La parc industriel de Bécancour.

Fin des opérations chez Oriens Technologies

Privée du permis environnemental nécessaire afin de s'adonner à ses activités de transformation de résidus d'aluminium, l'entreprise Oriens Technologies a récemment dû se résoudre à fermer officiellement son usine du parc industriel de Bécancour.
Les demandes des dirigeants de l'entreprise auprès du gouvernement à la suite du refus du ministère du Développement durable, de l'Environnement et de la Lutte contre les changements climatiques de renouveler le fameux permis n'auront donc pas été fructueuses. Ils ont donc suspendu leurs activités pendant plus d'un an en espérant une bonne nouvelle qui n'est jamais venue.
La direction régionale du ministère aurait refusé de renouveler le permis nécessaire aux opérations car l'entreprise n'aurait pas répondu adéquatement à des avis de non-conformités.
L'entreprise qui transformait les déchets d'aluminium en additif cimentaire a déjà employé près d'une quarantaine de personnes.
Afin de lancer ses activités, l'entreprise fondée en 2010 avait bénéficié d'une aide provenant du Fonds de diversification économique de 200 millions de dollars mis sur pied par Québec pour pallier la fermeture de la centrale nucléaire Gentilly-2 ainsi que du soutien financier du gouvernement fédéral.

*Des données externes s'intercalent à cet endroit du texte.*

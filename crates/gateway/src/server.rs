//! Axum-based HTTP server exposing the resolver and chat sessions.

use axum::{
    extract::{Json, MatchedPath, Path, Request, State},
    http::StatusCode,
    middleware::{self, Next},
    response::{IntoResponse, Response},
    routing::{get, post},
    Router,
};
use dashmap::DashMap;
use metrics_exporter_prometheus::PrometheusHandle;
use serde::{Deserialize, Serialize};
use std::sync::Arc;
use std::time::{Duration, Instant};
use tower_http::cors::{Any, CorsLayer};
use tower_http::trace::TraceLayer;
use uuid::Uuid;

use clinic_core::{
    config::ServerConfig,
    traits::IntentResolver,
    types::{AnswerSegment, IntentId, Message, QuickReply, RenderedMessage, Transcript},
    Error, Result,
};

use crate::conversation::{Conversation, ConversationScript, SurfaceState};
use crate::renderer::render;

/// Gateway configuration.
#[derive(Debug, Clone)]
pub struct GatewayConfig {
    /// Host to bind to.
    pub host: String,
    /// Port to bind to.
    pub port: u16,
    /// Enable CORS.
    pub enable_cors: bool,
    /// Enable request tracing.
    pub enable_tracing: bool,
    /// Maximum number of live chat sessions.
    pub max_sessions: usize,
    /// Idle time after which a chat session is dropped.
    pub session_ttl: Duration,
}

impl Default for GatewayConfig {
    fn default() -> Self {
        Self {
            host: "0.0.0.0".to_string(),
            port: 3000,
            enable_cors: true,
            enable_tracing: true,
            max_sessions: 1000,
            session_ttl: Duration::from_secs(30 * 60),
        }
    }
}

impl From<&ServerConfig> for GatewayConfig {
    fn from(config: &ServerConfig) -> Self {
        Self {
            host: config.host.clone(),
            port: config.port,
            enable_cors: config.enable_cors,
            enable_tracing: config.enable_tracing,
            max_sessions: config.max_sessions,
            session_ttl: Duration::from_secs(config.session_ttl_secs),
        }
    }
}

/// A chat session and the last time a request touched it.
pub struct Session {
    conversation: Conversation<Transcript>,
    last_seen: Instant,
}

/// Shared application state.
pub struct AppState {
    /// Intent resolver over the immutable catalog.
    pub resolver: Arc<dyn IntentResolver>,
    /// Greeting and fallback texts for new sessions.
    pub script: ConversationScript,
    /// One conversation per session id, bounded by `max_sessions`.
    pub sessions: DashMap<String, Session>,
    max_sessions: usize,
    session_ttl: Duration,
}

impl AppState {
    fn is_live(&self, session_id: &str) -> bool {
        self.sessions
            .get(session_id)
            .is_some_and(|session| session.last_seen.elapsed() < self.session_ttl)
    }

    /// Drop idle sessions, then evict least recently used ones until a new
    /// session fits under the cap.
    fn make_room(&self) {
        let ttl = self.session_ttl;
        let before = self.sessions.len();
        self.sessions
            .retain(|_, session| session.last_seen.elapsed() < ttl);
        let expired = before - self.sessions.len();

        let mut evicted = 0;
        while self.sessions.len() >= self.max_sessions {
            let oldest = self
                .sessions
                .iter()
                .min_by_key(|entry| entry.last_seen)
                .map(|entry| entry.key().clone());
            match oldest {
                Some(key) => {
                    self.sessions.remove(&key);
                    evicted += 1;
                }
                None => break,
            }
        }

        if expired + evicted > 0 {
            tracing::debug!(expired, evicted, live = self.sessions.len(), "Dropped chat sessions");
        }
    }
}

/// Gateway server.
pub struct GatewayServer {
    config: GatewayConfig,
    resolver: Arc<dyn IntentResolver>,
    script: ConversationScript,
    metrics_handle: Option<PrometheusHandle>,
}

impl GatewayServer {
    /// Create a new gateway server.
    pub fn new(config: GatewayConfig, resolver: Arc<dyn IntentResolver>) -> Self {
        Self {
            config,
            resolver,
            script: ConversationScript::default(),
            metrics_handle: None,
        }
    }

    /// Set the greeting and fallback texts.
    pub fn with_script(mut self, script: ConversationScript) -> Self {
        self.script = script;
        self
    }

    /// Set metrics handle.
    pub fn with_metrics(mut self, handle: PrometheusHandle) -> Self {
        self.metrics_handle = Some(handle);
        self
    }

    /// Build the Axum router with a fresh session store.
    pub fn build_router(&self) -> Router {
        let state = Arc::new(AppState {
            resolver: self.resolver.clone(),
            script: self.script.clone(),
            sessions: DashMap::new(),
            max_sessions: self.config.max_sessions,
            session_ttl: self.config.session_ttl,
        });

        let mut router = Router::new()
            .route("/health", get(health_handler))
            .route("/v1/intent", post(intent_handler))
            .route("/v1/intents", get(quick_replies_handler))
            .route("/v1/intents/:id/answer", get(answer_handler))
            .route("/v1/sessions/:id", get(session_handler))
            .route("/v1/sessions/:id/open", post(open_handler))
            .route("/v1/sessions/:id/close", post(close_handler))
            .route("/v1/sessions/:id/messages", post(message_handler))
            .route_layer(middleware::from_fn(track_metrics))
            .with_state(state);

        if let Some(handle) = &self.metrics_handle {
            let handle = handle.clone();
            router = router.route("/metrics", get(move || async move { handle.render() }));
        }

        if self.config.enable_cors {
            router = router.layer(CorsLayer::new().allow_origin(Any).allow_methods(Any));
        }

        if self.config.enable_tracing {
            router = router.layer(TraceLayer::new_for_http());
        }

        router
    }

    /// Run the server.
    pub async fn run(self) -> Result<()> {
        let addr = format!("{}:{}", self.config.host, self.config.port);
        let listener = tokio::net::TcpListener::bind(&addr)
            .await
            .map_err(|e| Error::gateway(format!("Failed to bind: {}", e)))?;

        tracing::info!(addr = %addr, "Gateway server starting");

        axum::serve(listener, self.build_router())
            .await
            .map_err(|e| Error::gateway(format!("Server error: {}", e)))?;

        Ok(())
    }
}

// =============================================================================
// Request/Response Types
// =============================================================================

/// Intent-only request.
#[derive(Debug, Deserialize)]
pub struct IntentRequest {
    /// Message to resolve.
    pub message: String,
}

/// Intent response.
#[derive(Debug, Serialize)]
pub struct IntentResponse {
    /// Trace ID.
    pub trace_id: String,
    /// Resolved intent, `null` when nothing matched.
    pub intent: Option<IntentId>,
}

/// Answer lookup response.
#[derive(Debug, Serialize)]
pub struct AnswerResponse {
    pub id: String,
    pub segments: Vec<AnswerSegment>,
    pub rendered: RenderedMessage,
}

/// Chat message request: typed text or a quick-reply token.
#[derive(Debug, Deserialize)]
pub struct MessageRequest {
    pub text: Option<String>,
    pub quick_reply: Option<String>,
    /// Button label echoed for quick replies.
    pub label: Option<String>,
}

/// Session response.
#[derive(Debug, Serialize)]
pub struct SessionResponse {
    pub session_id: String,
    pub state: SurfaceState,
    /// Messages appended by this call, or the full log for `GET`.
    pub messages: Vec<Message>,
}

/// Health response.
#[derive(Debug, Serialize)]
pub struct HealthResponse {
    /// Status.
    pub status: String,
    /// Version.
    pub version: String,
}

/// Error response.
#[derive(Debug, Serialize)]
pub struct ErrorResponse {
    /// Error code.
    pub code: String,
    /// Error message.
    pub message: String,
    /// Trace ID.
    pub trace_id: Option<String>,
}

fn error_response(status: StatusCode, error: Error) -> Response {
    let trace_id = Uuid::new_v4().to_string();
    tracing::warn!(trace_id = %trace_id, error = %error, "Request failed");
    (
        status,
        Json(ErrorResponse {
            code: error.code().to_string(),
            message: error.to_string(),
            trace_id: Some(trace_id),
        }),
    )
        .into_response()
}

// =============================================================================
// Handlers
// =============================================================================

async fn track_metrics(request: Request, next: Next) -> Response {
    let start = Instant::now();
    let method = request.method().to_string();
    let path = request
        .extensions()
        .get::<MatchedPath>()
        .map(|p| p.as_str().to_string())
        .unwrap_or_else(|| request.uri().path().to_string());

    let response = next.run(request).await;
    clinic_governance::track_request(
        &method,
        &path,
        response.status().as_u16(),
        start.elapsed().as_secs_f64(),
    );
    response
}

/// Health check handler.
async fn health_handler() -> impl IntoResponse {
    Json(HealthResponse {
        status: "ok".to_string(),
        version: env!("CARGO_PKG_VERSION").to_string(),
    })
}

/// Intent resolution handler.
async fn intent_handler(
    State(state): State<Arc<AppState>>,
    Json(payload): Json<IntentRequest>,
) -> impl IntoResponse {
    let trace_id = Uuid::new_v4().to_string();
    let intent = state.resolver.resolve(&payload.message);

    tracing::info!(
        trace_id = %trace_id,
        message_len = payload.message.len(),
        intent = ?intent,
        "Resolved intent"
    );

    Json(IntentResponse { trace_id, intent })
}

async fn quick_replies_handler(State(state): State<Arc<AppState>>) -> Json<Vec<QuickReply>> {
    Json(state.resolver.quick_replies())
}

async fn answer_handler(
    State(state): State<Arc<AppState>>,
    Path(id): Path<String>,
) -> Response {
    match state.resolver.lookup_answer(&id) {
        Some(segments) => Json(AnswerResponse {
            rendered: render(segments),
            segments: segments.to_vec(),
            id,
        })
        .into_response(),
        None => error_response(
            StatusCode::NOT_FOUND,
            Error::intent_not_found(id),
        ),
    }
}

/// Run `action` against the session's conversation, creating it on first use,
/// and return the messages it appended.
fn with_session<F>(state: &AppState, session_id: String, action: F) -> SessionResponse
where
    F: FnOnce(&mut Conversation<Transcript>),
{
    if !state.is_live(&session_id) {
        state.make_room();
    }

    let mut session = state.sessions.entry(session_id.clone()).or_insert_with(|| {
        tracing::info!(session_id = %session_id, "Creating chat session");
        Session {
            conversation: Conversation::new(
                state.resolver.clone(),
                Transcript::new(),
                state.script.clone(),
            ),
            last_seen: Instant::now(),
        }
    });
    session.last_seen = Instant::now();

    let before = session.conversation.view().messages().len();
    action(&mut session.conversation);

    SessionResponse {
        state: session.conversation.state(),
        messages: session.conversation.view().messages_since(before).to_vec(),
        session_id,
    }
}

async fn open_handler(
    State(state): State<Arc<AppState>>,
    Path(session_id): Path<String>,
) -> Json<SessionResponse> {
    Json(with_session(&state, session_id, |conversation| conversation.open()))
}

async fn close_handler(
    State(state): State<Arc<AppState>>,
    Path(session_id): Path<String>,
) -> Json<SessionResponse> {
    Json(with_session(&state, session_id, |conversation| conversation.close()))
}

async fn message_handler(
    State(state): State<Arc<AppState>>,
    Path(session_id): Path<String>,
    Json(payload): Json<MessageRequest>,
) -> Response {
    let response = match (payload.quick_reply, payload.text) {
        (Some(token), _) => {
            let label = payload.label.unwrap_or_default();
            with_session(&state, session_id, |conversation| {
                conversation.quick_reply(&token, &label);
            })
        }
        (None, Some(text)) => with_session(&state, session_id, |conversation| {
            conversation.submit(&text);
        }),
        (None, None) => {
            return error_response(
                StatusCode::BAD_REQUEST,
                Error::invalid_request("expected `text` or `quick_reply`"),
            )
        }
    };

    tracing::info!(
        session_id = %response.session_id,
        appended = response.messages.len(),
        "Processed chat message"
    );
    Json(response).into_response()
}

async fn session_handler(
    State(state): State<Arc<AppState>>,
    Path(session_id): Path<String>,
) -> Response {
    if !state.is_live(&session_id) {
        state.sessions.remove(&session_id);
        return error_response(StatusCode::NOT_FOUND, Error::session_not_found(session_id));
    }

    match state.sessions.get_mut(&session_id) {
        Some(mut session) => {
            session.last_seen = Instant::now();
            Json(SessionResponse {
                state: session.conversation.state(),
                messages: session.conversation.view().messages().to_vec(),
                session_id,
            })
            .into_response()
        }
        None => error_response(StatusCode::NOT_FOUND, Error::session_not_found(session_id)),
    }
}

Le député de Nicolet-Bécancour, Donald Martel, s'insurge d'ailleurs contre le fait que le ministère ait mis des bâtons dans les roues de cette entreprise qui possède un procédé de transformation qu'il qualifie de révolutionnaire. Selon lui, il aurait plutôt dû agir en partenaire.
«Je pense que le ministère et le ministre ont gagné. Ils se sont comportés afin d'obtenir ce résultat-là. C'est vraiment choquant, car on avait une entreprise qui avait investi plus de 12 millions de dollars et qui créait à un moment donné plus de 40 emplois», mentionne M. Martel.
Ce dernier ne serait d'ailleurs pas surpris d'apprendre prochainement que l'entreprise déménage ailleurs, d'autant plus qu'elle ne semble pas avoir fait faillite.
«C'est un autre échec du gouvernement libéral dans le parc industriel de Bécancour. D'un côté, le Fonds de diversification y croyait suffisamment pour soutenir l'entreprise financièrement alors que le ministère de l'Environnement arrivait par en arrière [en ne renouvellement pas le permis]. Comment veux-tu faire du développement économique avec une attitude comme ça», se questionne-t-il avant d'ajouter qu'il suit ce dossier depuis un bon moment et qu'il a tout essayé pour que le ministère revienne sur sa décision.
Le maire de Bécancour, Jean-Guy Dubois, s'est quant à lui dit peu surpris du sort réservé à Oriens Technologies, qui aurait été tranchée par un avis d'expulsion du propriétaire de la bâtisse.
«Qui avait tort? Qui avait raison? Il y a toujours deux côtés à une médaille. Ça me déçoit énormément», a-t-il confié, en marge de l'inauguration de la tour du quai de Sainte-Angèle.
Selon le premier magistrat, ce projet de traitement des rejets tombait pile dans «sa palette de couleurs». «C'est une belle entreprise», a-t-il confié tout en relevant le fait que l'histoire des terres contaminées soit survenue en même temps. «On défait d'un côté ce que l'on bâtit de l'autre», déplore M. Dubois.
Pour sa part, le président-directeur général de la Société du parc industriel et portuaire de Bécancour, Maurice Richard, soutient qu'il aurait aimé que les parties impliquées adoptent une attitude conciliante afin de dénouer l'impasse, ce qui n'a pas été le cas à son avis.
«Les relations étaient violentes entre le demandeur et l'émetteur de permis», a-t-il constaté. À son avis, chacune des parties doit composer avec des défis particuliers quand il s'agit d'un projet innovateur. «Le promoteur doit faire un effort un peu spécial tandis que l'émetteur de permis doit démontrer de la flexibilité», a ajouté l'ancien maire.
Pour ce dernier, l'important est de ne pas perdre la cible, soit le recyclage de brasques d'aluminium. «Ce que l'on souhaite, c'est que quelqu'un récupère cette façon de faire. C'est notre espoir», a-t-il conclu.
Malgré plusieurs appels téléphoniques, il n'a pas été possible de s'entretenir avec les dirigeants d'Oriens Technologies afin d'avoir leurs commentaires.